→ **TASK ITEM**:
Go through the entries below and count the lines where "OperatorButtons" occurs. Give nothing but that number.
----- PROVIDED DATA
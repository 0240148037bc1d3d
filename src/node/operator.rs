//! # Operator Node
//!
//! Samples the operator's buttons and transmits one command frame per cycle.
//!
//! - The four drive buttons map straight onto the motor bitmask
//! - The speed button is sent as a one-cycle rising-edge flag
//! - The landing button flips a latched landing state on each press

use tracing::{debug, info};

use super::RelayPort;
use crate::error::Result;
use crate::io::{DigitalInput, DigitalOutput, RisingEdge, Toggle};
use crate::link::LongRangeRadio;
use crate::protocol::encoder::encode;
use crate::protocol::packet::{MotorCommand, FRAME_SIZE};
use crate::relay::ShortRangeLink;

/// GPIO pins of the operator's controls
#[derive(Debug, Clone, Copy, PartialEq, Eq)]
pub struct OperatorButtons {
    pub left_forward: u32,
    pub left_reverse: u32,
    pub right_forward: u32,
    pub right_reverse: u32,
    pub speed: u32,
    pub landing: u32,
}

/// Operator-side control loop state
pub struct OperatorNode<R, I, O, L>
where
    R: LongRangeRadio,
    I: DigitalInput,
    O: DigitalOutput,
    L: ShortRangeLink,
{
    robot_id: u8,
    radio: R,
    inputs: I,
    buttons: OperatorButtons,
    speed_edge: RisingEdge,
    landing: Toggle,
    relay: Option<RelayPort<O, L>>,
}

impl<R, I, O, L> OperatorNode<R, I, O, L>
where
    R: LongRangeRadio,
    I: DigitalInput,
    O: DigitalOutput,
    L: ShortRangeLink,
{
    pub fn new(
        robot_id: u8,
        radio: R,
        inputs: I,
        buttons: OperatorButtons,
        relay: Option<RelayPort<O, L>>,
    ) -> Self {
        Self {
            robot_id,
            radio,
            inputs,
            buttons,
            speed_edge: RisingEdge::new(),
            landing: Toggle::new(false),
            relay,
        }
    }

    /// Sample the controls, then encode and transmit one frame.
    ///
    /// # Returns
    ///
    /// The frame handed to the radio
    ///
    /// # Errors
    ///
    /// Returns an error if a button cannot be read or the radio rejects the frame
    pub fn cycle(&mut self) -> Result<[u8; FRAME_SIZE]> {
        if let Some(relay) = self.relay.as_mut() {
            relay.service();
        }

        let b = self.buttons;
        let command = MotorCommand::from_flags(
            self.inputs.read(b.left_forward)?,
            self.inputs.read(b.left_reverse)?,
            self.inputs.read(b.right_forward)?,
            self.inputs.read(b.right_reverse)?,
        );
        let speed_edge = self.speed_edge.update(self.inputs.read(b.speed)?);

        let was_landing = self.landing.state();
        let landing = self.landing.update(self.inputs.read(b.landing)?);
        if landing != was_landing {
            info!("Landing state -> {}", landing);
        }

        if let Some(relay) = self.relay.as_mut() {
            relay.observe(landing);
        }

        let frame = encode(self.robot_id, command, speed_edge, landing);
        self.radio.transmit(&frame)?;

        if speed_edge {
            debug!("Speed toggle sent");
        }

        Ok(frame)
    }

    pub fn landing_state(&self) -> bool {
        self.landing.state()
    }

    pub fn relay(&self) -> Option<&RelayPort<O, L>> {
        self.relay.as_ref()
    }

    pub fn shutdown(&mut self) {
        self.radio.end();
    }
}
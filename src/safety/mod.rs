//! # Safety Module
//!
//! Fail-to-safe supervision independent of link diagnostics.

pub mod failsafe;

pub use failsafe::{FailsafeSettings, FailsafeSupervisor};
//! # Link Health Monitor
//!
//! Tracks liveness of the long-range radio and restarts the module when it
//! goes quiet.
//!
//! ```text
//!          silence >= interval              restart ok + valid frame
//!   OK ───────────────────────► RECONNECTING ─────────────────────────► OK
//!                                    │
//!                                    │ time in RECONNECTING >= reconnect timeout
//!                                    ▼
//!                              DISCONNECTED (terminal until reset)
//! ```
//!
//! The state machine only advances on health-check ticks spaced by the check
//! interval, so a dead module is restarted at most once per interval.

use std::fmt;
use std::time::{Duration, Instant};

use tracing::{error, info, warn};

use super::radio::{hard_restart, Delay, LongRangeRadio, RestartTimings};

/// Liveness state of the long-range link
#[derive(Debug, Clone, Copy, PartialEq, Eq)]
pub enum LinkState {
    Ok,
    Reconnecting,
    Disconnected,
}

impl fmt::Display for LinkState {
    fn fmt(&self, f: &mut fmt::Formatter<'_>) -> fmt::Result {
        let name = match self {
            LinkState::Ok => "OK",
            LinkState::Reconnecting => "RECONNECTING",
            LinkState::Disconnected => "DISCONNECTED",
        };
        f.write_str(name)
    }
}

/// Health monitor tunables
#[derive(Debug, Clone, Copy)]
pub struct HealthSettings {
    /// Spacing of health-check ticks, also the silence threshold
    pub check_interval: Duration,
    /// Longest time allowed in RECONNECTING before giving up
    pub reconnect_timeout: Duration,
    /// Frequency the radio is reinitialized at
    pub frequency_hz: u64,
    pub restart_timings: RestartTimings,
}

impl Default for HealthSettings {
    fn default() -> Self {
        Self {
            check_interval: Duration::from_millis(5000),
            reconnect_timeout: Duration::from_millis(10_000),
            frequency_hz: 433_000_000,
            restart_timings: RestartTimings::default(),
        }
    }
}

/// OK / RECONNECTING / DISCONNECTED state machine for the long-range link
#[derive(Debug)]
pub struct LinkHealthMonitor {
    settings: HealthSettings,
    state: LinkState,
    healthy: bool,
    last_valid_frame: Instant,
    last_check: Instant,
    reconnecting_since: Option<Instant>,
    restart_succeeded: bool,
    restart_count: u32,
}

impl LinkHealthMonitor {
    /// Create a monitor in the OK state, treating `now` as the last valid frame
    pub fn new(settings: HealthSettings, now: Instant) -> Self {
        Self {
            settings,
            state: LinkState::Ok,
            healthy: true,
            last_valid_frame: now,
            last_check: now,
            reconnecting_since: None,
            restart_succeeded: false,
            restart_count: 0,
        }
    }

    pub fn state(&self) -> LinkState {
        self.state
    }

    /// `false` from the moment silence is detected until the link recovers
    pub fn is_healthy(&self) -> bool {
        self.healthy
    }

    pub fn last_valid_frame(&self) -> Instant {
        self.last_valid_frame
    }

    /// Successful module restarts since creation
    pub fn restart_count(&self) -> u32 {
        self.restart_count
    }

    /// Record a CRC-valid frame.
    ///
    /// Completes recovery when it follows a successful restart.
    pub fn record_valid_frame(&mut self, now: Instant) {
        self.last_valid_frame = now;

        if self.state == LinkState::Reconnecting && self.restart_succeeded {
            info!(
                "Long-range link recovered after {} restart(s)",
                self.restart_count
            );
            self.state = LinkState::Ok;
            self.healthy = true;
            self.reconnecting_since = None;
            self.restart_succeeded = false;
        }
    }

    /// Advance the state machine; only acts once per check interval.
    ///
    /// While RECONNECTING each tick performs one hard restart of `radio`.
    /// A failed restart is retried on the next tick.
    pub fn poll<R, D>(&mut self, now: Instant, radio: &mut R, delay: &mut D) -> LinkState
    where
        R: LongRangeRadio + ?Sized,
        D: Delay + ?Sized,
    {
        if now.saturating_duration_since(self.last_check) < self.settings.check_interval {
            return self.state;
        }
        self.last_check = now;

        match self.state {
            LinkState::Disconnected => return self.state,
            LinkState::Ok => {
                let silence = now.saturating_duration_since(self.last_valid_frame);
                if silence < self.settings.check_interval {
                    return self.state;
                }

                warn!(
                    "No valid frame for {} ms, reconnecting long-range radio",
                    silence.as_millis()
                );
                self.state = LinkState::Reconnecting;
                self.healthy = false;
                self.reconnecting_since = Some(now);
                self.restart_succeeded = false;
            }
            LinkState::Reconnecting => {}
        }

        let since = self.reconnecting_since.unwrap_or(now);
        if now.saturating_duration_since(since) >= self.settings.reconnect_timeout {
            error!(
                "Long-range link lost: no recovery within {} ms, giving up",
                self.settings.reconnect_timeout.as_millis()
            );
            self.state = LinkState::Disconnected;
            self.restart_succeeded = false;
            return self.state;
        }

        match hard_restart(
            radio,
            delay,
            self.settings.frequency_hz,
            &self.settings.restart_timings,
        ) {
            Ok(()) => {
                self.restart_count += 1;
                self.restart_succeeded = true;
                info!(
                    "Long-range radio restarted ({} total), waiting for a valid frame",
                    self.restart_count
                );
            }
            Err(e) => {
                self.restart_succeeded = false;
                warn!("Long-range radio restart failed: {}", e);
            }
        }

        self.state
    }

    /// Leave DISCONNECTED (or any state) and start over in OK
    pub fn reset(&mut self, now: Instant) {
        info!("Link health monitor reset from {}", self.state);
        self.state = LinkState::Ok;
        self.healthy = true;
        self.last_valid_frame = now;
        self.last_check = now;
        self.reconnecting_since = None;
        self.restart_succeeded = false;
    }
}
----------
→ **SOLVED EXERCISE**:
3